Maslow’s Hierarchy of Needs explains very clearly why SDOH issues are such an impediment to healthcare. The most basic human needs are for air, food, drinkable water and shelter. Our brains are wired to prioritize these issues above all others, which means if they are not first addressed, we have little ability to focus on higher-level issues such as healthcare or what to do to limit our exposure during a pandemic. In other words, if the choice is between obtaining food for ourselves and our families or ensuring we avoid exposure to a virus that may or may not affect us, food will win every time.
This same thinking is also at play during non-pandemic times, incidentally, which explains why it is so difficult to get populations with SDOH and/or behavioral health issues to participate actively in their own healthcare.
Those who are most vulnerable to economic stress during a pandemic also tend to have multiple chronic conditions, often as a result of their environments. For example, a high density of fast food and convenience stores with a corresponding low density of quality food options in poor counties can quickly lead to diabetes, obesity, heart disease and other chronic conditions, individually or in tandem.
While SDOH issues are often thought of in an urban context, many rural communities have older populations with higher rates of chronic lower respiratory disease and hypertension.
Non-metro communities also tend to have higher poverty rates than metro areas (16.1% to 12.6%). This is an issue because of the connection between socioeconomic factors and health. At the same time, the rural culture of self-sufficiency, ingrained over centuries, tends to make people in these areas less-inclined to reach out for help, creating additional challenges when dealing with SDOH issues.
In a pandemic, the factors that lead to a lower level of health are amplified. Overcoming these barriers to care requires more than simply identifying who has need. It requires empathy, compassion and finesse to help people understand that receiving assistance in their time of need is not an admission of failure or weakness but rather a path to avoid a poor outcome.
Helping members avoid Covid-19 is not the only benefit of managing SDOH more effectively, although it is an important one. Keeping non-Covid-19 cases out of the emergency department (ED) or inpatient stays frees beds, clinician time, personal protective equipment (PPE) and other resources to deal with the pandemic. It also lowers the risk of these very vulnerable members from being exposed to the virus when they would not have been otherwise.
Of course, it also reduces the cost to health plans. The annual medical cost for people with chronic conditions averages around $33,000 when they also have untreated behavioral health issues. Those costs decrease by 50% or more when the behavioral issues—often driven by SDOH challenges—are addressed.

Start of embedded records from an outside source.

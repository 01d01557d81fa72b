//! The constraint container: the set `F` of live constraints and the
//! worklist `Q`, with subsumption on insertion.
//!
//! Constraints live in an arena of records with stable indices.
//! Invalidation flips a bit; nothing is freed until the container is
//! cleared, so trace-reconstruction walks over parent links stay valid.
//! `F` is bucketed by `(pcs, characterization)`: constraints in
//! different buckets are never comparable and are never compared.

use std::collections::{HashMap, VecDeque};

use memorax_machine::{PTransition, StateId};
use tracing::debug;

use crate::constraint::{Characterization, Constraint};
use crate::trace::{Trace, TraceStep};
use crate::zstar::Comparison;

/// Whether subsumption recursively invalidates the descendants of a
/// subsumed constraint.
const USE_GENEALOGY: bool = true;

#[derive(Debug)]
struct Record<C> {
    constraint: C,
    /// Arena index of the parent; `None` for roots.
    parent: Option<usize>,
    /// Forward transition from this constraint into its parent.
    transition: Option<PTransition>,
    /// Children indices; maintained only when genealogy is on.
    children: Vec<usize>,
    valid: bool,
    in_queue: bool,
}

/// A bank of FIFO ticket queues indexed by channel length; `pop` scans
/// from the shortest non-empty bank. Tickets are arena indices;
/// invalidated tickets are skipped on pop.
#[derive(Debug, Default)]
struct ChannelPrioQueue {
    queues: Vec<VecDeque<usize>>,
}

impl ChannelPrioQueue {
    fn push(&mut self, chan_len: usize, idx: usize) {
        if self.queues.len() <= chan_len {
            self.queues.resize_with(chan_len + 1, VecDeque::new);
        }
        self.queues[chan_len].push_back(idx);
    }
}

/// Search statistics, reported when the fixpoint completes.
#[derive(Debug, Clone, Copy, Default)]
pub struct ContainerStats {
    pub longest_channel: usize,
    pub longest_comparable_bucket: usize,
    pub invalidate_count: usize,
}

pub struct ConstraintContainer<C: Constraint> {
    arena: Vec<Record<C>>,
    f: HashMap<(Vec<StateId>, Characterization), Vec<usize>>,
    q: ChannelPrioQueue,
    f_size: usize,
    q_size: usize,
    stats: ContainerStats,
}

impl<C: Constraint> Default for ConstraintContainer<C> {
    fn default() -> Self {
        Self::new()
    }
}

impl<C: Constraint> ConstraintContainer<C> {
    pub fn new() -> Self {
        ConstraintContainer {
            arena: Vec::new(),
            f: HashMap::new(),
            q: ChannelPrioQueue::default(),
            f_size: 0,
            q_size: 0,
            stats: ContainerStats::default(),
        }
    }

    pub fn f_size(&self) -> usize {
        self.f_size
    }

    pub fn q_size(&self) -> usize {
        self.q_size
    }

    pub fn stats(&self) -> ContainerStats {
        self.stats
    }

    pub fn get(&self, idx: usize) -> &C {
        &self.arena[idx].constraint
    }

    /// Seed a bad state.
    pub fn insert_root(&mut self, c: C) -> bool {
        self.insert_impl(None, None, c)
    }

    /// Register that `parent --t--> child` under the inverse relation;
    /// the child becomes a candidate for `F` and `Q`. Returns whether
    /// the child survived subsumption.
    pub fn insert(&mut self, parent: usize, t: PTransition, child: C) -> bool {
        self.insert_impl(Some(parent), Some(t), child)
    }

    fn insert_impl(&mut self, parent: Option<usize>, t: Option<PTransition>, c: C) -> bool {
        let key = (c.pcs().to_vec(), c.characterization());
        let bucket = self.f.entry(key).or_default();
        bucket.retain(|i| self.arena[*i].valid);
        self.stats.longest_comparable_bucket =
            self.stats.longest_comparable_bucket.max(bucket.len());

        let mut subsumed = Vec::new();
        for &i in bucket.iter() {
            match self.arena[i].constraint.entailment_compare(&c) {
                Comparison::Less | Comparison::Equal => return false,
                Comparison::Greater => subsumed.push(i),
                Comparison::Incomparable => {}
            }
        }

        // Invalidate before the new record is linked into the genealogy:
        // the newcomer may subsume its own ancestors, and must not be
        // swept away as their descendant.
        for i in subsumed {
            self.invalidate(i);
        }

        let idx = self.arena.len();
        let key = (c.pcs().to_vec(), c.characterization());
        let chan_len = c.channel_length();
        self.arena.push(Record {
            constraint: c,
            parent,
            transition: t,
            children: Vec::new(),
            valid: true,
            in_queue: true,
        });
        if USE_GENEALOGY {
            if let Some(p) = parent {
                self.arena[p].children.push(idx);
            }
        }
        let bucket = self.f.entry(key).or_default();
        bucket.push(idx);
        self.f_size += 1;
        self.q_size += 1;
        self.stats.longest_channel = self.stats.longest_channel.max(chan_len);
        self.q.push(chan_len, idx);
        true
    }

    /// Mark a record invalid and drop it from `Q`; with genealogy on,
    /// recursively do the same for all of its descendants.
    fn invalidate(&mut self, idx: usize) {
        let mut stack = vec![idx];
        while let Some(i) = stack.pop() {
            let record = &mut self.arena[i];
            if !record.valid {
                continue;
            }
            record.valid = false;
            self.f_size -= 1;
            self.stats.invalidate_count += 1;
            if record.in_queue {
                record.in_queue = false;
                self.q_size -= 1;
            }
            if USE_GENEALOGY {
                stack.extend(record.children.iter().copied());
            }
        }
    }

    /// Remove and return (the index of) a constraint from `Q`, giving
    /// priority to shorter channels; FIFO within one length bank.
    pub fn pop(&mut self) -> Option<usize> {
        for queue in self.q.queues.iter_mut() {
            while let Some(idx) = queue.pop_front() {
                let record = &mut self.arena[idx];
                if record.valid && record.in_queue {
                    record.in_queue = false;
                    self.q_size -= 1;
                    return Some(idx);
                }
            }
        }
        None
    }

    /// Reconstruct the witness trace ending in `idx` (an initial-state
    /// constraint) by walking parent links up to a root, then drop all
    /// state.
    pub fn clear_and_get_trace(
        self,
        idx: usize,
        render: impl Fn(&C) -> String,
    ) -> Trace {
        debug!(
            longest_channel = self.stats.longest_channel,
            longest_bucket = self.stats.longest_comparable_bucket,
            invalidated = self.stats.invalidate_count,
            "container cleared"
        );
        // The walk starts at the initial constraint and ends at the bad
        // root, which is already forward execution order; each record's
        // transition enters the next step of the trace.
        let mut steps = Vec::new();
        let mut cur = Some(idx);
        let mut transition: Option<PTransition> = None;
        while let Some(i) = cur {
            let record = &self.arena[i];
            steps.push(TraceStep {
                transition: transition.take(),
                constraint: render(&record.constraint),
            });
            transition = record.transition.clone();
            cur = record.parent;
        }
        Trace { steps }
    }
}

#[cfg(test)]
mod tests {
    use super::*;
    use crate::constraint::Characterization;
    use memorax_machine::lang::Instr;

    /// A miniature constraint for exercising container mechanics:
    /// ordered by a single level (smaller = more general) plus a channel
    /// length that drives the priority banks.
    #[derive(Debug, Clone, PartialEq)]
    struct Toy {
        pcs: Vec<StateId>,
        level: u32,
        chan: usize,
    }

    impl Constraint for Toy {
        type Common = ();

        fn is_init_state(&self, _: &()) -> bool {
            false
        }

        fn entailment_compare(&self, other: &Self) -> Comparison {
            if self.pcs != other.pcs {
                return Comparison::Incomparable;
            }
            match self.level.cmp(&other.level) {
                std::cmp::Ordering::Less => Comparison::Less,
                std::cmp::Ordering::Equal => Comparison::Equal,
                std::cmp::Ordering::Greater => Comparison::Greater,
            }
        }

        fn characterization(&self) -> Characterization {
            Vec::new()
        }

        fn pcs(&self) -> &[StateId] {
            &self.pcs
        }

        fn channel_length(&self) -> usize {
            self.chan
        }

        fn pre(&self, _: &()) -> Vec<(PTransition, Self)> {
            Vec::new()
        }

        fn render(&self, _: &()) -> String {
            format!("{self:?}")
        }
    }

    fn toy(pc: StateId, level: u32, chan: usize) -> Toy {
        Toy {
            pcs: vec![pc],
            level,
            chan,
        }
    }

    fn step() -> PTransition {
        PTransition {
            pid: 0,
            source: 0,
            instr: Instr::Nop,
            target: 0,
        }
    }

    #[test]
    fn more_general_constraint_subsumes() {
        let mut cont: ConstraintContainer<Toy> = ConstraintContainer::new();
        assert!(cont.insert_root(toy(0, 2, 0)));
        // A more specific sibling is dropped outright.
        assert!(!cont.insert_root(toy(0, 3, 0)));
        assert_eq!(cont.f_size(), 1);
        // A more general one replaces the existing constraint.
        assert!(cont.insert_root(toy(0, 1, 0)));
        assert_eq!(cont.f_size(), 1);
        assert_eq!(cont.stats().invalidate_count, 1);
    }

    #[test]
    fn different_pcs_never_interact() {
        let mut cont: ConstraintContainer<Toy> = ConstraintContainer::new();
        assert!(cont.insert_root(toy(0, 1, 0)));
        assert!(cont.insert_root(toy(1, 5, 0)));
        assert_eq!(cont.f_size(), 2);
    }

    #[test]
    fn pop_prefers_shorter_channels_then_fifo() {
        let mut cont: ConstraintContainer<Toy> = ConstraintContainer::new();
        cont.insert_root(toy(0, 1, 2));
        cont.insert_root(toy(1, 1, 0));
        cont.insert_root(toy(2, 1, 0));
        cont.insert_root(toy(3, 1, 1));
        let mut order = Vec::new();
        while let Some(i) = cont.pop() {
            order.push(cont.get(i).pcs[0]);
        }
        assert_eq!(order, vec![1, 2, 3, 0]);
        assert_eq!(cont.q_size(), 0);
    }

    #[test]
    fn invalidated_entries_are_skipped_on_pop() {
        let mut cont: ConstraintContainer<Toy> = ConstraintContainer::new();
        cont.insert_root(toy(0, 2, 0));
        cont.insert_root(toy(0, 1, 0)); // invalidates the first
        let popped = cont.pop().unwrap();
        assert_eq!(cont.get(popped).level, 1);
        assert!(cont.pop().is_none());
    }

    #[test]
    fn genealogy_invalidates_descendants() {
        let mut cont: ConstraintContainer<Toy> = ConstraintContainer::new();
        cont.insert_root(toy(0, 2, 0));
        let root = cont.pop().unwrap();
        cont.insert(root, step(), toy(1, 2, 0));
        let child = cont.pop().unwrap();
        cont.insert(child, step(), toy(2, 2, 0));
        assert_eq!(cont.f_size(), 3);
        // A more general constraint at the root's pcs kills the root and,
        // through genealogy, its whole progeny.
        cont.insert_root(toy(0, 1, 0));
        assert_eq!(cont.f_size(), 1);
        assert_eq!(cont.stats().invalidate_count, 3);
    }

    #[test]
    fn trace_reconstruction_walks_parents() {
        let mut cont: ConstraintContainer<Toy> = ConstraintContainer::new();
        cont.insert_root(toy(5, 1, 0));
        let root = cont.pop().unwrap();
        cont.insert(root, step(), toy(4, 1, 0));
        let mid = cont.pop().unwrap();
        cont.insert(mid, step(), toy(3, 1, 0));
        let last = cont.pop().unwrap();
        let trace = cont.clear_and_get_trace(last, |c| format!("pc{}", c.pcs[0]));
        assert_eq!(trace.steps.len(), 3);
        assert_eq!(trace.steps[0].constraint, "pc3");
        assert!(trace.steps[0].transition.is_none());
        assert!(trace.steps[1].transition.is_some());
        assert_eq!(trace.steps[2].constraint, "pc5");
    }
}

Getting members to admit they have these issues, however, can be difficult. That is why skilled engagement specialists are so important. They can build the trusted relationships needed to understand what it will take to turn those solutions into action.
Take the earlier example. Had the church not been able to deliver the food, and had the family not been able to send someone to pick it up, there is a strong possibility a technology-only approach would have seen that as an impasse. The addition of a compassionate, persistent care coach paved the way for the food to be transported from the church to the family. This resolved the issue and enabled the family to focus on staying healthy rather than avoiding hunger.
While it seems paradoxical to talk about the human touch in a time of social distancing, it is clear that successfully managing SDOH issues during a pandemic requires, in addition to technology, creative thinking and a passion for resolving whatever challenges arise.
When paired with genuine empathy for the needs of another person, this combination of technology and human intervention can be a powerful weapon in the battle to overcome not just the current pandemic but all the barriers to better health.